### What the task asks
Working from the records below, repeat exactly the lines starting at the line that contains "from the root." and ending at the line that contains "for segment in segments", inclusive.

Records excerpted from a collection
=== Section Start ===

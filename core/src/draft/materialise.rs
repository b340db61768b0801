//! Materialisation state transitions and property access.

use tracing::debug;

use super::{DraftItem, DraftItemKind, DraftTree};
use crate::error::{AutomateError, Result};
use crate::types::{Attribute, Element, Pattern};
use crate::value::AttributeValue;
use crate::Id;

impl DraftTree {
    /// Materialises an element, collection or attribute.
    ///
    /// Elements take every attribute default and recursively materialise
    /// their auto-create children; materialising an element twice is a
    /// no-op. Collections are marked as present without gaining items.
    /// Attributes take their schema default (see
    /// [`materialise_attribute`](Self::materialise_attribute)).
    ///
    /// # Errors
    ///
    /// Returns [`AutomateError::AlreadyMaterialised`] for the draft root,
    /// which is always materialised.
    pub fn materialise(&mut self, pattern: &Pattern, id: &Id) -> Result<()> {
        let (kind, materialised) = {
            let item = self.item(id)?;
            (item.kind, item.is_materialised)
        };
        match kind {
            DraftItemKind::Pattern => Err(AutomateError::AlreadyMaterialised {
                path: self.path_of(id),
            }),
            DraftItemKind::Attribute => self.materialise_attribute(pattern, id, None),
            DraftItemKind::Collection => {
                self.item_mut(id)?.is_materialised = true;
                Ok(())
            }
            DraftItemKind::Element | DraftItemKind::CollectionItem => {
                if materialised {
                    return Ok(());
                }
                self.item_mut(id)?.is_materialised = true;
                self.materialise_children(pattern, id)
            }
        }
    }

    /// Materialises an attribute with `value`, or with its schema default
    /// when `value` is `None`.
    ///
    /// # Errors
    ///
    /// Returns [`AutomateError::NotMaterialised`] when the owning element is
    /// not materialised, [`AutomateError::ValueCoercion`] when the text does
    /// not parse as the attribute's data type, and
    /// [`AutomateError::InvalidChoice`] when an explicit value is not one of
    /// the attribute's choices.
    pub fn materialise_attribute(
        &mut self,
        pattern: &Pattern,
        id: &Id,
        value: Option<&str>,
    ) -> Result<()> {
        let item = self.item(id)?;
        if item.kind != DraftItemKind::Attribute {
            return Err(AutomateError::NotAnAttribute {
                name: item.name.clone(),
                path: self.path_of(id),
            });
        }
        let owner_materialised = item
            .parent
            .as_ref()
            .and_then(|parent| self.nodes.get(parent))
            .is_some_and(|owner| owner.is_materialised);
        if !owner_materialised {
            let owner = item.parent.clone().unwrap_or_else(|| id.clone());
            return Err(AutomateError::NotMaterialised {
                path: self.path_of(&owner),
            });
        }

        let attribute = schema_attribute(pattern, &item.schema_id)?;
        let coerced = match value {
            Some(raw) => Some(coerce_choice(attribute, raw)?),
            None => default_value(attribute)?,
        };

        let item = self.item_mut(id)?;
        item.value = coerced;
        item.is_materialised = true;
        Ok(())
    }

    /// Appends a new, fully materialised entry to a collection.
    ///
    /// # Errors
    ///
    /// Returns [`AutomateError::NotACollection`] when `id` is not a
    /// collection container.
    pub fn materialise_collection_item(&mut self, pattern: &Pattern, id: &Id) -> Result<Id> {
        let collection = self.item(id)?;
        if collection.kind != DraftItemKind::Collection {
            return Err(AutomateError::NotACollection {
                path: self.path_of(id),
            });
        }
        let element = schema_element(pattern, &collection.schema_id)?;

        let entry = self.insert_element(element, DraftItemKind::CollectionItem, Some(id.clone()));
        self.item_mut(&entry)?.is_materialised = true;
        self.materialise_children(pattern, &entry)?;

        let collection = self.item_mut(id)?;
        collection.is_materialised = true;
        collection.items.push(entry.clone());
        debug!(collection = %id, item = %entry, "Materialised collection item");
        Ok(entry)
    }

    /// Reverts an element, collection or collection item to its
    /// un-materialised state.
    ///
    /// Elements clear every descendant, collections drop all their items,
    /// and a collection item removes itself from its collection.
    ///
    /// # Errors
    ///
    /// Returns [`AutomateError::CannotUnMaterialise`] for attributes and the
    /// draft root.
    pub fn unmaterialise(&mut self, id: &Id) -> Result<()> {
        let item = self.item(id)?;
        match item.kind {
            DraftItemKind::Pattern | DraftItemKind::Attribute => {
                Err(AutomateError::CannotUnMaterialise {
                    path: self.path_of(id),
                })
            }
            DraftItemKind::Element => {
                self.reset(id);
                Ok(())
            }
            DraftItemKind::Collection => {
                self.clear_collection(id);
                Ok(())
            }
            DraftItemKind::CollectionItem => {
                let parent = item.parent.clone();
                self.remove_subtree(id);
                if let Some(parent) = parent.and_then(|p| self.nodes.get_mut(&p)) {
                    parent.items.retain(|entry| entry != id);
                }
                Ok(())
            }
        }
    }

    /// Returns the attribute item named `name` on a materialised owner.
    ///
    /// # Errors
    ///
    /// Returns [`AutomateError::NotMaterialised`] when the owner is not
    /// materialised, [`AutomateError::PropertyNotFound`] for unknown names and
    /// [`AutomateError::NotAnAttribute`] when the name is an element.
    pub fn get_property(&self, owner: &Id, name: &str) -> Result<&DraftItem> {
        let owner_item = self.item(owner)?;
        if !owner_item.is_materialised {
            return Err(AutomateError::NotMaterialised {
                path: self.path_of(owner),
            });
        }
        let child = owner_item
            .properties
            .get(name)
            .and_then(|child| self.nodes.get(child))
            .ok_or_else(|| AutomateError::PropertyNotFound {
                name: name.to_string(),
                path: self.path_of(owner),
            })?;
        if child.kind != DraftItemKind::Attribute {
            return Err(AutomateError::NotAnAttribute {
                name: name.to_string(),
                path: self.path_of(owner),
            });
        }
        Ok(child)
    }

    /// Sets an attribute of a materialised owner from raw text.
    ///
    /// # Errors
    ///
    /// Fails like [`get_property`](Self::get_property), and with
    /// [`AutomateError::ValueCoercion`] or [`AutomateError::InvalidChoice`]
    /// when the text is not acceptable for the attribute.
    pub fn set_property(
        &mut self,
        pattern: &Pattern,
        owner: &Id,
        name: &str,
        raw: &str,
    ) -> Result<()> {
        let child = self.get_property(owner, name)?.id.clone();
        self.materialise_attribute(pattern, &child, Some(raw))
    }

    /// Materialises every attribute of an element-like item and every
    /// auto-create child element or collection.
    pub(crate) fn materialise_children(&mut self, pattern: &Pattern, id: &Id) -> Result<()> {
        let children: Vec<Id> = self.item(id)?.properties.values().cloned().collect();
        for child in children {
            let item = self.item(&child)?;
            match item.kind {
                DraftItemKind::Attribute => {
                    if !item.is_materialised {
                        self.materialise_attribute(pattern, &child, None)?;
                    }
                }
                DraftItemKind::Element | DraftItemKind::Collection => {
                    let element = schema_element(pattern, &item.schema_id)?;
                    if element.auto_create {
                        self.materialise(pattern, &child)?;
                    }
                }
                DraftItemKind::Pattern | DraftItemKind::CollectionItem => {}
            }
        }
        Ok(())
    }

    fn reset(&mut self, id: &Id) {
        let Some(item) = self.nodes.get_mut(id) else {
            return;
        };
        item.is_materialised = false;
        item.value = None;
        let children: Vec<Id> = item.properties.values().cloned().collect();
        for child in children {
            match self.nodes.get(&child).map(|c| c.kind) {
                Some(DraftItemKind::Collection) => self.clear_collection(&child),
                Some(_) => self.reset(&child),
                None => {}
            }
        }
    }

    fn clear_collection(&mut self, id: &Id) {
        let entries = match self.nodes.get_mut(id) {
            Some(collection) => {
                collection.is_materialised = false;
                std::mem::take(&mut collection.items)
            }
            None => return,
        };
        for entry in entries {
            self.remove_subtree(&entry);
        }
    }
}

pub(crate) fn schema_element<'p>(pattern: &'p Pattern, id: &Id) -> Result<&'p Element> {
    pattern
        .find_element(id)
        .ok_or_else(|| AutomateError::SchemaNotFound(id.clone()))
}

pub(crate) fn schema_attribute<'p>(pattern: &'p Pattern, id: &Id) -> Result<&'p Attribute> {
    pattern
        .find_attribute(id)
        .ok_or_else(|| AutomateError::SchemaNotFound(id.clone()))
}

/// Parses the attribute's default, if it has one.
pub(crate) fn default_value(attribute: &Attribute) -> Result<Option<AttributeValue>> {
    attribute
        .default_value
        .as_deref()
        .map(|raw| attribute.data_type.parse(raw))
        .transpose()
}

fn coerce_choice(attribute: &Attribute, raw: &str) -> Result<AttributeValue> {
    let value = attribute.data_type.parse(raw)?;
    if !attribute.choices.is_empty() && !value.is_one_of(&attribute.choices) {
        return Err(AutomateError::InvalidChoice {
            value: raw.to_string(),
            choices: attribute.choices.join(", "),
        });
    }
    Ok(value)
}
//! Bracketed path expressions over schema and draft trees.
//!
//! An expression names a node by the dotted names from the tree root, for
//! example `{Api.Route.Path}`. Against a draft, a collection name may be
//! followed by one of its item ids to descend into that item:
//! `{Api.Route.5f1c....Path}`.
//!
//! Only malformed expressions are errors. A well-formed expression that
//! matches nothing resolves to `None`.
//!
//! # Examples
//!
//! ```
//! use automate_core::*;
//!
//! let mut pattern = Pattern::new("Api");
//! pattern.root.elements.push(
//!     Element::new("Auth").with_attribute(Attribute::new("Scheme", AttributeDataType::String)),
//! );
//!
//! let node = resolve_schema(&pattern, "{Api.Auth.Scheme}").unwrap().unwrap();
//! assert_eq!(node.name(), "Scheme");
//! assert!(resolve_schema(&pattern, "{Other.Auth}").unwrap().is_none());
//! assert!(resolve_schema(&pattern, "Api.Auth").is_err());
//! ```

use std::fmt;
use std::str::FromStr;
use std::sync::LazyLock;

use regex::Regex;

use crate::draft::{DraftItem, DraftItemKind, DraftTree};
use crate::error::{AutomateError, Result};
use crate::types::{Pattern, SchemaNode};
use crate::Id;

static EXPRESSION_RE: LazyLock<Regex> = LazyLock::new(|| {
    Regex::new(r"^\{([^{}.\s]+(?:\.[^{}.\s]+)*)\}$").expect("path expression regex")
});

/// Pseudo-segment that steps to the referring item's parent.
pub const PARENT_SEGMENT: &str = "parent";

/// A parsed, well-formed path expression.
#[derive(Debug, Clone, PartialEq, Eq, Hash)]
pub struct PathExpression {
    segments: Vec<String>,
}

impl PathExpression {
    pub fn segments(&self) -> &[String] {
        &self.segments
    }

    /// Appends a segment, for building child expressions.
    pub fn join(&self, segment: &str) -> Self {
        let mut segments = self.segments.clone();
        segments.push(segment.to_string());
        Self { segments }
    }
}

impl FromStr for PathExpression {
    type Err = AutomateError;

    fn from_str(s: &str) -> Result<Self> {
        let invalid = |reason: &str| AutomateError::InvalidExpression {
            expression: s.to_string(),
            reason: reason.to_string(),
        };
        if s.trim().is_empty() {
            return Err(invalid("expression is empty"));
        }
        if !(s.starts_with('{') && s.ends_with('}')) {
            return Err(invalid("expression must be wrapped in braces"));
        }
        let captures = EXPRESSION_RE
            .captures(s)
            .ok_or_else(|| invalid("segments must be non-empty names separated by '.'"))?;
        let segments = captures[1].split('.').map(str::to_string).collect();
        Ok(Self { segments })
    }
}

impl fmt::Display for PathExpression {
    fn fmt(&self, f: &mut fmt::Formatter<'_>) -> fmt::Result {
        write!(f, "{{{}}}", self.segments.join("."))
    }
}

/// Resolves a fully qualified expression against a pattern.
///
/// Returns `Ok(None)` when the first segment is not the pattern's name or
/// any later segment matches no child.
///
/// # Errors
///
/// Returns [`AutomateError::InvalidExpression`] for malformed expressions.
pub fn resolve_schema<'p>(pattern: &'p Pattern, expression: &str) -> Result<Option<SchemaNode<'p>>> {
    let expression: PathExpression = expression.parse()?;
    let (first, rest) = split_first(&expression);
    if first != pattern.name() {
        return Ok(None);
    }

    let mut current = SchemaNode::Element(&pattern.root);
    for segment in rest {
        let Some(element) = current.as_element() else {
            return Ok(None);
        };
        match element.child_by_name(segment) {
            Some(child) => current = child,
            None => return Ok(None),
        }
    }
    Ok(Some(current))
}

/// Resolves a fully qualified expression against a draft, starting at its
/// root.
///
/// # Errors
///
/// Returns [`AutomateError::InvalidExpression`] for malformed expressions.
pub fn resolve_draft<'t>(tree: &'t DraftTree, expression: &str) -> Result<Option<&'t DraftItem>> {
    let expression: PathExpression = expression.parse()?;
    Ok(resolve_absolute(tree, &expression))
}

/// Resolves an expression relative to the item `from`.
///
/// Leading `parent` segments step upwards; a collection item's parent is the
/// owner of its collection. Other expressions are tried against `from`
/// first and then as fully qualified expressions from the root.
///
/// # Errors
///
/// Returns [`AutomateError::InvalidExpression`] for malformed expressions.
pub fn resolve_relative<'t>(
    tree: &'t DraftTree,
    from: &Id,
    expression: &str,
) -> Result<Option<&'t DraftItem>> {
    let expression: PathExpression = expression.parse()?;
    let Some(start) = tree.get(from) else {
        return Ok(None);
    };

    let segments = expression.segments();
    if segments[0] == PARENT_SEGMENT {
        return Ok(walk(tree, start, segments));
    }
    if let Some(found) = walk(tree, start, segments) {
        return Ok(Some(found));
    }
    Ok(resolve_absolute(tree, &expression))
}

fn resolve_absolute<'t>(tree: &'t DraftTree, expression: &PathExpression) -> Option<&'t DraftItem> {
    let (first, rest) = split_first(expression);
    let root = tree.root();
    if first != root.name() {
        return None;
    }
    walk(tree, root, rest)
}

fn walk<'t>(tree: &'t DraftTree, start: &'t DraftItem, segments: &[String]) -> Option<&'t DraftItem> {
    let mut current = start;
    for segment in segments {
        current = step(tree, current, segment)?;
    }
    Some(current)
}

fn step<'t>(tree: &'t DraftTree, current: &'t DraftItem, segment: &str) -> Option<&'t DraftItem> {
    if segment == PARENT_SEGMENT {
        return logical_parent(tree, current);
    }
    match current.kind() {
        DraftItemKind::Collection => current
            .items()
            .iter()
            .find(|entry| entry.as_str() == segment)
            .and_then(|entry| tree.get(entry)),
        DraftItemKind::Attribute => None,
        _ => current.property(segment).and_then(|child| tree.get(child)),
    }
}

fn logical_parent<'t>(tree: &'t DraftTree, item: &'t DraftItem) -> Option<&'t DraftItem> {
    let parent = tree.get(item.parent()?)?;
    if item.kind() == DraftItemKind::CollectionItem {
        return tree.get(parent.parent()?);
    }
    Some(parent)
}

fn split_first(expression: &PathExpression) -> (&str, &[String]) {
    match expression.segments().split_first() {
        Some((first, rest)) => (first.as_str(), rest),
        None => ("", Default::default()),
    }
}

=== Section End ===

### Task result
/// first and then as fully qualified expressions from the root.
///
/// # Errors
///
/// Returns [`AutomateError::InvalidExpression`] for malformed expressions.
pub fn resolve_relative<'t>(
    tree: &'t DraftTree,
    from: &Id,
    expression: &str,
) -> Result<Option<&'t DraftItem>> {
    let expression: PathExpression = expression.parse()?;
    let Some(start) = tree.get(from) else {
        return Ok(None);
    };

    let segments = expression.segments();
    if segments[0] == PARENT_SEGMENT {
        return Ok(walk(tree, start, segments));
    }
    if let Some(found) = walk(tree, start, segments) {
        return Ok(Some(found));
    }
    Ok(resolve_absolute(tree, &expression))
}

fn resolve_absolute<'t>(tree: &'t DraftTree, expression: &PathExpression) -> Option<&'t DraftItem> {
    let (first, rest) = split_first(expression);
    let root = tree.root();
    if first != root.name() {
        return None;
    }
    walk(tree, root, rest)
}

fn walk<'t>(tree: &'t DraftTree, start: &'t DraftItem, segments: &[String]) -> Option<&'t DraftItem> {
    let mut current = start;
    for segment in segments {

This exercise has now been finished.